__RECORDS TO PROCESS__:
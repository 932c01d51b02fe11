//! Durable policy store on SQLite
//!
//! Normalized schema: a policy header table, one attribute table per
//! attribute kind (subject / action / resource) keyed by a SHA-256 content
//! hash of the template, and a join table linking policies to each
//! attribute kind. Conditions are stored as a JSON document on the policy
//! row. All writes for one policy run in a single transaction; a failure
//! mid-sequence rolls the whole policy back.

use std::path::Path;

use async_trait::async_trait;
use parking_lot::Mutex;
use rusqlite::types::ToSql;
use rusqlite::{params, Connection, Statement, Transaction};
use sha2::{Digest, Sha256};
use tracing::{debug, info};
use uuid::Uuid;

use super::PolicyStore;
use crate::error::{Result, WardenError};
use crate::matcher::{LikeDialect, Matcher, PatternDialect, PatternMatcher};
use crate::policy::{Effect, Policy, PolicyDraft};
use crate::request::AccessRequest;

const SCHEMA: &str = "
CREATE TABLE IF NOT EXISTS acl_policy (
    id          TEXT NOT NULL PRIMARY KEY,
    description TEXT NOT NULL,
    effect      INTEGER NOT NULL,
    conditions  TEXT NOT NULL
);
CREATE TABLE IF NOT EXISTS acl_subject (
    id          TEXT NOT NULL PRIMARY KEY,
    template    TEXT NOT NULL UNIQUE,
    compiled    TEXT NOT NULL,
    has_pattern INTEGER NOT NULL
);
CREATE TABLE IF NOT EXISTS acl_action (
    id          TEXT NOT NULL PRIMARY KEY,
    template    TEXT NOT NULL UNIQUE,
    compiled    TEXT NOT NULL,
    has_pattern INTEGER NOT NULL
);
CREATE TABLE IF NOT EXISTS acl_resource (
    id          TEXT NOT NULL PRIMARY KEY,
    template    TEXT NOT NULL UNIQUE,
    compiled    TEXT NOT NULL,
    has_pattern INTEGER NOT NULL
);
CREATE TABLE IF NOT EXISTS acl_policy_subject (
    policy  TEXT NOT NULL REFERENCES acl_policy(id) ON DELETE CASCADE,
    subject TEXT NOT NULL REFERENCES acl_subject(id) ON DELETE CASCADE,
    PRIMARY KEY (policy, subject)
);
CREATE TABLE IF NOT EXISTS acl_policy_action (
    policy TEXT NOT NULL REFERENCES acl_policy(id) ON DELETE CASCADE,
    action TEXT NOT NULL REFERENCES acl_action(id) ON DELETE CASCADE,
    PRIMARY KEY (policy, action)
);
CREATE TABLE IF NOT EXISTS acl_policy_resource (
    policy   TEXT NOT NULL REFERENCES acl_policy(id) ON DELETE CASCADE,
    resource TEXT NOT NULL REFERENCES acl_resource(id) ON DELETE CASCADE,
    PRIMARY KEY (policy, resource)
);
CREATE INDEX IF NOT EXISTS acl_subject_template_idx ON acl_subject(template);
CREATE INDEX IF NOT EXISTS acl_resource_template_idx ON acl_resource(template);
";

/// Joined view over a policy and its attribute templates; one row per
/// subject x action x resource combination.
const SELECT_POLICIES: &str = "
SELECT p.id, p.description, p.effect, p.conditions,
       s.template AS subject, a.template AS action, r.template AS resource
FROM acl_policy AS p
LEFT JOIN acl_policy_subject  AS ps ON ps.policy = p.id
LEFT JOIN acl_subject         AS s  ON s.id = ps.subject
LEFT JOIN acl_policy_action   AS pa ON pa.policy = p.id
LEFT JOIN acl_action          AS a  ON a.id = pa.action
LEFT JOIN acl_policy_resource AS pr ON pr.policy = p.id
LEFT JOIN acl_resource        AS r  ON r.id = pr.resource
";

/// Policy store backed by a single SQLite database
///
/// The connection is serialized through one mutex; no lock is held across
/// an await point. The matcher dialect is SQL LIKE, matching the
/// templates the candidate query pre-filters on.
pub struct SqliteStore {
    conn: Mutex<Connection>,
    matcher: PatternMatcher<LikeDialect>,
}

impl SqliteStore {
    /// Open (or create) a store at the given path
    pub fn open(path: impl AsRef<Path>) -> Result<Self> {
        Self::from_connection(Connection::open(path)?)
    }

    /// Fully in-memory store; the database vanishes on drop
    pub fn open_in_memory() -> Result<Self> {
        Self::from_connection(Connection::open_in_memory()?)
    }

    fn from_connection(conn: Connection) -> Result<Self> {
        conn.pragma_update(None, "foreign_keys", true)?;
        conn.execute_batch(SCHEMA)?;
        info!("policy schema ready");
        Ok(SqliteStore {
            conn: Mutex::new(conn),
            matcher: PatternMatcher::new(),
        })
    }
}

#[async_trait]
impl PolicyStore for SqliteStore {
    fn matcher(&self) -> &dyn Matcher {
        &self.matcher
    }

    async fn add_policy(&self, draft: PolicyDraft) -> Result<Policy> {
        let policy = Policy::from_draft(Uuid::new_v4().to_string(), draft);
        let mut conn = self.conn.lock();
        let tx = conn.transaction()?;
        insert_policy(&tx, &policy)?;
        tx.commit()?;
        debug!(id = %policy.id, "policy stored");
        Ok(policy)
    }

    async fn update_policy(&self, policy: Policy) -> Result<Policy> {
        let mut conn = self.conn.lock();
        let tx = conn.transaction()?;
        let removed = tx.execute("DELETE FROM acl_policy WHERE id = ?1", params![policy.id])?;
        if removed == 0 {
            // Dropping the transaction rolls the delete back.
            return Err(WardenError::PolicyNotFound(policy.id));
        }
        insert_policy(&tx, &policy)?;
        tx.commit()?;
        debug!(id = %policy.id, "policy replaced");
        Ok(policy)
    }

    async fn policy_by_id(&self, id: &str) -> Result<Policy> {
        let conn = self.conn.lock();
        let sql = format!("{SELECT_POLICIES} WHERE p.id = ?1");
        let mut stmt = conn.prepare(&sql)?;
        let policies = collect_policies(&mut stmt, &[&id])?;
        policies
            .into_iter()
            .next()
            .ok_or_else(|| WardenError::PolicyNotFound(id.to_string()))
    }

    async fn delete_policy(&self, id: &str) -> Result<bool> {
        let conn = self.conn.lock();
        let removed = conn.execute("DELETE FROM acl_policy WHERE id = ?1", params![id])?;
        debug!(id, removed, "delete policy");
        Ok(removed > 0)
    }

    async fn all_policies(&self) -> Result<Vec<Policy>> {
        let conn = self.conn.lock();
        let mut stmt = conn.prepare(SELECT_POLICIES)?;
        collect_policies(&mut stmt, &[])
    }

    async fn request_candidates(&self, request: &AccessRequest) -> Result<Vec<Policy>> {
        // SQLite's LIKE cannot evaluate bracketed character classes, so
        // pattern templates are kept wholesale instead of being tested in
        // SQL. The result stays a superset; the engine re-checks every
        // attribute anyway. Action is never part of the pre-filter.
        let conn = self.conn.lock();
        if request.resource.is_empty() {
            let sql =
                format!("{SELECT_POLICIES} WHERE s.has_pattern = 1 OR s.template = ?1");
            let mut stmt = conn.prepare(&sql)?;
            collect_policies(&mut stmt, &[&request.subject])
        } else {
            let sql = format!(
                "{SELECT_POLICIES} WHERE (s.has_pattern = 1 OR s.template = ?1) \
                 AND (r.has_pattern = 1 OR r.template = ?2)"
            );
            let mut stmt = conn.prepare(&sql)?;
            collect_policies(&mut stmt, &[&request.subject, &request.resource])
        }
    }
}

/// Insert a policy row plus its attribute and join rows
fn insert_policy(tx: &Transaction<'_>, policy: &Policy) -> Result<()> {
    let conditions = if policy.conditions.is_empty() {
        String::new()
    } else {
        serde_json::to_string(&policy.conditions)?
    };
    tx.execute(
        "INSERT INTO acl_policy (id, description, effect, conditions) VALUES (?1, ?2, ?3, ?4)",
        params![
            policy.id,
            policy.description,
            effect_to_bit(policy.effect),
            conditions
        ],
    )?;

    let kinds: [(&str, &[String]); 3] = [
        ("subject", &policy.subjects),
        ("action", &policy.actions),
        ("resource", &policy.resources),
    ];
    for (kind, templates) in kinds {
        for template in templates {
            let attr_id = content_hash(template);
            tx.execute(
                &format!(
                    "INSERT OR IGNORE INTO acl_{kind} (id, template, compiled, has_pattern) \
                     VALUES (?1, ?2, ?3, ?4)"
                ),
                params![attr_id, template, template, LikeDialect.is_pattern(template)],
            )?;
            tx.execute(
                &format!(
                    "INSERT OR IGNORE INTO acl_policy_{kind} (policy, {kind}) VALUES (?1, ?2)"
                ),
                params![policy.id, attr_id],
            )?;
        }
    }
    Ok(())
}

/// Fold joined rows back into policies, deduplicating the attribute lists
/// the join fanned out.
fn collect_policies(stmt: &mut Statement<'_>, params: &[&dyn ToSql]) -> Result<Vec<Policy>> {
    let mut policies: Vec<Policy> = Vec::new();
    let mut rows = stmt.query(params)?;
    while let Some(row) = rows.next()? {
        let id: String = row.get(0)?;
        let subject: Option<String> = row.get(4)?;
        let action: Option<String> = row.get(5)?;
        let resource: Option<String> = row.get(6)?;

        if let Some(policy) = policies.iter_mut().find(|policy| policy.id == id) {
            push_unique(&mut policy.subjects, subject);
            push_unique(&mut policy.actions, action);
            push_unique(&mut policy.resources, resource);
        } else {
            let conditions_json: String = row.get(3)?;
            let conditions = if conditions_json.is_empty() {
                Vec::new()
            } else {
                serde_json::from_str(&conditions_json)?
            };
            let mut policy = Policy {
                id,
                description: row.get(1)?,
                subjects: Vec::new(),
                actions: Vec::new(),
                resources: Vec::new(),
                conditions,
                effect: bit_to_effect(row.get(2)?),
            };
            push_unique(&mut policy.subjects, subject);
            push_unique(&mut policy.actions, action);
            push_unique(&mut policy.resources, resource);
            policies.push(policy);
        }
    }
    Ok(policies)
}

fn push_unique(list: &mut Vec<String>, value: Option<String>) {
    if let Some(value) = value {
        if !list.contains(&value) {
            list.push(value);
        }
    }
}

fn effect_to_bit(effect: Effect) -> i64 {
    match effect {
        Effect::Allow => 1,
        Effect::Deny => 0,
    }
}

fn bit_to_effect(bit: i64) -> Effect {
    if bit == 1 {
        Effect::Allow
    } else {
        Effect::Deny
    }
}

/// Hex SHA-256 of a template, used as its attribute row id
fn content_hash(template: &str) -> String {
    let digest = Sha256::digest(template.as_bytes());
    digest.iter().map(|byte| format!("{byte:02x}")).collect()
}
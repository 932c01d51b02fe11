//! Bounded LRU cache for compiled pattern lookups

use std::borrow::Borrow;
use std::hash::Hash;
use std::num::NonZeroUsize;

use lru::LruCache;
use parking_lot::Mutex;

/// Fixed-capacity LRU cache, safe for concurrent use
///
/// A `get` promotes the entry to most recently used; a `put` at capacity
/// evicts the least recently used entry first. Both paths mutate the
/// recency list, so every access goes through one mutex. No time-based
/// expiry; eviction is purely capacity-driven.
pub struct BoundedCache<K: Hash + Eq, V: Clone> {
    inner: Mutex<LruCache<K, V>>,
}

impl<K: Hash + Eq, V: Clone> BoundedCache<K, V> {
    /// Cache holding at most `capacity` entries (clamped to at least 1)
    pub fn new(capacity: usize) -> Self {
        let capacity = NonZeroUsize::new(capacity).unwrap_or(NonZeroUsize::MIN);
        BoundedCache {
            inner: Mutex::new(LruCache::new(capacity)),
        }
    }

    /// Look up a value, promoting the entry on a hit
    pub fn get<Q>(&self, key: &Q) -> Option<V>
    where
        K: Borrow<Q>,
        Q: Hash + Eq + ?Sized,
    {
        self.inner.lock().get(key).cloned()
    }

    /// Insert a value, evicting the least recently used entry at capacity
    pub fn put(&self, key: K, value: V) {
        self.inner.lock().put(key, value);
    }

    /// Number of cached entries
    pub fn len(&self) -> usize {
        self.inner.lock().len()
    }

    /// Whether the cache is empty
    pub fn is_empty(&self) -> bool {
        self.inner.lock().is_empty()
    }

    /// Drop all entries
    pub fn clear(&self) {
        self.inner.lock().clear();
    }
}
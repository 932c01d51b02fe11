use thiserror::Error;

#[derive(Error, Debug)]
pub enum WardenError {
    #[error("policy not found: {0}")]
    PolicyNotFound(String),

    #[error("malformed condition: {0}")]
    MalformedCondition(String),

    #[error("storage error: {0}")]
    Sqlite(#[from] rusqlite::Error),

    #[error("serialization error: {0}")]
    Serialization(#[from] serde_json::Error),

    #[error("I/O error: {0}")]
    Io(#[from] std::io::Error),
}

pub type Result<T> = std::result::Result<T, WardenError>;
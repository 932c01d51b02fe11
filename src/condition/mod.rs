//! Conditions gate a policy on the request context
//!
//! Attribute matching decides who may do what on which resource; a
//! condition additionally inspects the request's context map. Every
//! condition of a policy must hold for the policy to apply; an empty
//! condition list is vacuously satisfied.

mod cidr;
mod string_equals;

pub use cidr::{CidrCondition, CIDR_CONTEXT_KEY};
pub use string_equals::StringEqualsCondition;

use serde::{Deserialize, Serialize};

use crate::error::Result;
use crate::request::AccessRequest;

/// A named predicate over the request context
pub trait Condition {
    /// Context key the condition reads
    fn key(&self) -> &str;

    /// Operand the context value is compared with
    fn value(&self) -> &str;

    /// Whether the request satisfies the condition
    ///
    /// Fails with [`crate::WardenError::MalformedCondition`] when the
    /// operand cannot be interpreted; a missing context entry is an
    /// ordinary `false`.
    fn fulfills(&self, request: &AccessRequest) -> Result<bool>;
}

/// The condition variants a policy can carry
///
/// Tagged for serialization so stores can persist a policy's conditions as
/// one JSON document. New condition types plug in by implementing
/// [`Condition`] and adding an arm here; the decision engine only sees the
/// trait.
#[derive(Debug, Clone, PartialEq, Serialize, Deserialize)]
#[serde(tag = "type")]
pub enum ConditionExpr {
    /// Context value equals a fixed string
    StringEquals(StringEqualsCondition),
    /// Context value is an IPv4 address inside a subnet
    CidrMatch(CidrCondition),
}

impl Condition for ConditionExpr {
    fn key(&self) -> &str {
        match self {
            ConditionExpr::StringEquals(condition) => condition.key(),
            ConditionExpr::CidrMatch(condition) => condition.key(),
        }
    }

    fn value(&self) -> &str {
        match self {
            ConditionExpr::StringEquals(condition) => condition.value(),
            ConditionExpr::CidrMatch(condition) => condition.value(),
        }
    }

    fn fulfills(&self, request: &AccessRequest) -> Result<bool> {
        match self {
            ConditionExpr::StringEquals(condition) => condition.fulfills(request),
            ConditionExpr::CidrMatch(condition) => condition.fulfills(request),
        }
    }
}

impl From<StringEqualsCondition> for ConditionExpr {
    fn from(condition: StringEqualsCondition) -> Self {
        ConditionExpr::StringEquals(condition)
    }
}

impl From<CidrCondition> for ConditionExpr {
    fn from(condition: CidrCondition) -> Self {
        ConditionExpr::CidrMatch(condition)
    }
}
//! IPv4 subnet membership condition

use std::net::Ipv4Addr;

use serde::{Deserialize, Serialize};

use super::Condition;
use crate::error::{Result, WardenError};
use crate::request::AccessRequest;

/// Context key the candidate address is read from
pub const CIDR_CONTEXT_KEY: &str = "cidr_ip";

/// True when the request's `cidr_ip` context entry lies inside a subnet
///
/// The operand is an IPv4 subnet in CIDR notation, e.g. `192.168.0.0/16`.
/// A malformed operand or candidate address is a configuration error and
/// fails the evaluation instead of silently denying.
#[derive(Debug, Clone, PartialEq, Eq, Serialize, Deserialize)]
pub struct CidrCondition {
    value: String,
}

impl CidrCondition {
    /// Condition checking membership in the given subnet
    pub fn new(value: impl Into<String>) -> Self {
        CidrCondition {
            value: value.into(),
        }
    }
}

impl Condition for CidrCondition {
    fn key(&self) -> &str {
        CIDR_CONTEXT_KEY
    }

    fn value(&self) -> &str {
        &self.value
    }

    fn fulfills(&self, request: &AccessRequest) -> Result<bool> {
        let Some(candidate) = request.context.get(CIDR_CONTEXT_KEY) else {
            return Ok(false);
        };
        let (subnet, mask) = parse_subnet(&self.value)?;
        let candidate: Ipv4Addr = candidate.parse().map_err(|_| {
            WardenError::MalformedCondition(format!(
                "invalid IPv4 address in request context: {candidate}"
            ))
        })?;
        Ok(u32::from(candidate) & mask == u32::from(subnet) & mask)
    }
}

/// Parse `a.b.c.d/len` into the subnet address and its bit mask
fn parse_subnet(cidr: &str) -> Result<(Ipv4Addr, u32)> {
    let malformed =
        || WardenError::MalformedCondition(format!("invalid CIDR subnet: {cidr}"));
    let (addr, len) = cidr.split_once('/').ok_or_else(malformed)?;
    let addr: Ipv4Addr = addr.parse().map_err(|_| malformed())?;
    let len: u32 = len.parse().map_err(|_| malformed())?;
    if len > 32 {
        return Err(malformed());
    }
    let mask = if len == 0 { 0 } else { u32::MAX << (32 - len) };
    Ok((addr, mask))
}
//! # Warden - Attribute-Based Access Control
//!
//! `warden` is an embeddable authorization library: given an access request
//! (subject, action, resource, context) it decides against a set of stored
//! policies whether the request is granted, explicitly denied, or denied by
//! default.
//!
//! - **Deny-override evaluation**: one matching Deny policy beats any
//!   number of Allow matches, regardless of retrieval order
//! - **Wildcard attribute templates**: SQL LIKE syntax (`%`, `_`, `[...]`)
//!   compiled to regexes and memoized in a bounded LRU cache
//! - **Conditions**: context-based predicates (string equality, IPv4 CIDR
//!   membership), extensible through a trait
//! - **Pluggable stores**: in-memory for tests and small rule sets, SQLite
//!   for durable policies with transactional writes
//!
//! ## Quick Start
//!
//! ```
//! use warden::{AccessDecision, AccessRequest, AclEngine, Effect, MemoryStore, PolicyDraft};
//!
//! # #[tokio::main(flavor = "current_thread")]
//! # async fn main() -> warden::Result<()> {
//! let engine = AclEngine::new(MemoryStore::new());
//!
//! engine
//!     .add_policy(PolicyDraft {
//!         description: "reporting readers".into(),
//!         subjects: vec!["user:1".into()],
//!         actions: vec!["read".into()],
//!         resources: vec!["report".into()],
//!         conditions: Vec::new(),
//!         effect: Effect::Allow,
//!     })
//!     .await?;
//!
//! let request = AccessRequest::new("user:1", "read", "report");
//! assert_eq!(engine.check_access(&request).await?, AccessDecision::Granted);
//! # Ok(())
//! # }
//! ```
//!
//! ## Evaluation
//!
//! A check runs in one direction: the store pre-filters candidate policies
//! by subject (and resource, when the request names one), the engine
//! re-checks action, subject, resource and conditions for each candidate,
//! and the matches fold into a verdict with deny precedence. An empty
//! candidate set short-circuits to the default deny.

pub mod condition;
pub mod engine;
pub mod error;
pub mod matcher;
pub mod policy;
pub mod request;
pub mod store;

// Re-export commonly used types
pub use condition::{
    CidrCondition, Condition, ConditionExpr, StringEqualsCondition, CIDR_CONTEXT_KEY,
};
pub use engine::AclEngine;
pub use error::{Result, WardenError};
pub use matcher::{
    BoundedCache, ExactMatcher, LikeDialect, Matcher, PatternDialect, PatternMatcher,
    DEFAULT_PATTERN_CACHE_CAPACITY,
};
pub use policy::{Effect, Policy, PolicyDraft};
pub use request::{AccessDecision, AccessRequest};
pub use store::{MemoryStore, PolicyStore, SqliteStore};

/// Crate version
pub const VERSION: &str = env!("CARGO_PKG_VERSION");
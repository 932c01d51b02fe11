//! Policy data model
//!
//! A policy assigns an Allow or Deny effect to combinations of subjects,
//! actions and resources. Each of the three attribute lists holds templates
//! that are either literal values or wildcard patterns; an optional list of
//! conditions additionally gates the policy on the request context.

use serde::{Deserialize, Serialize};

use crate::condition::ConditionExpr;

/// Effect of a policy
#[derive(Debug, Clone, Copy, PartialEq, Eq, Serialize, Deserialize)]
pub enum Effect {
    /// Allow matching requests
    Allow,
    /// Deny matching requests (takes precedence over Allow)
    Deny,
}

/// Input for creating or replacing a policy: all policy fields minus the id
///
/// The store assigns the id when the draft is persisted.
#[derive(Debug, Clone, PartialEq, Serialize, Deserialize)]
pub struct PolicyDraft {
    /// Free-text description
    #[serde(default)]
    pub description: String,

    /// Subject templates this policy applies to
    pub subjects: Vec<String>,

    /// Action templates this policy applies to
    pub actions: Vec<String>,

    /// Resource templates this policy applies to
    pub resources: Vec<String>,

    /// Conditions that must all hold; may be empty
    #[serde(default, skip_serializing_if = "Vec::is_empty")]
    pub conditions: Vec<ConditionExpr>,

    /// Whether matching requests are allowed or denied
    pub effect: Effect,
}

/// A stored access control rule
///
/// The id is assigned by the store on creation and never changes; a policy
/// is mutated only by full replacement under the same id.
#[derive(Debug, Clone, PartialEq, Serialize, Deserialize)]
pub struct Policy {
    /// Unique id, assigned by the store
    pub id: String,
    /// Free-text description
    pub description: String,
    /// Subject templates this policy applies to
    pub subjects: Vec<String>,
    /// Action templates this policy applies to
    pub actions: Vec<String>,
    /// Resource templates this policy applies to
    pub resources: Vec<String>,
    /// Conditions that must all hold; may be empty
    #[serde(default, skip_serializing_if = "Vec::is_empty")]
    pub conditions: Vec<ConditionExpr>,
    /// Whether matching requests are allowed or denied
    pub effect: Effect,
}

impl Policy {
    /// Build a policy from a draft and a store-assigned id
    pub fn from_draft(id: impl Into<String>, draft: PolicyDraft) -> Self {
        Policy {
            id: id.into(),
            description: draft.description,
            subjects: draft.subjects,
            actions: draft.actions,
            resources: draft.resources,
            conditions: draft.conditions,
            effect: draft.effect,
        }
    }

    /// The policy's fields without the id, e.g. as a base for a replacement
    pub fn draft(&self) -> PolicyDraft {
        PolicyDraft {
            description: self.description.clone(),
            subjects: self.subjects.clone(),
            actions: self.actions.clone(),
            resources: self.resources.clone(),
            conditions: self.conditions.clone(),
            effect: self.effect,
        }
    }
}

__BRIEF__: Total up the lines in the listing above that include "query". Give the number by itself.

__REPLY__: 2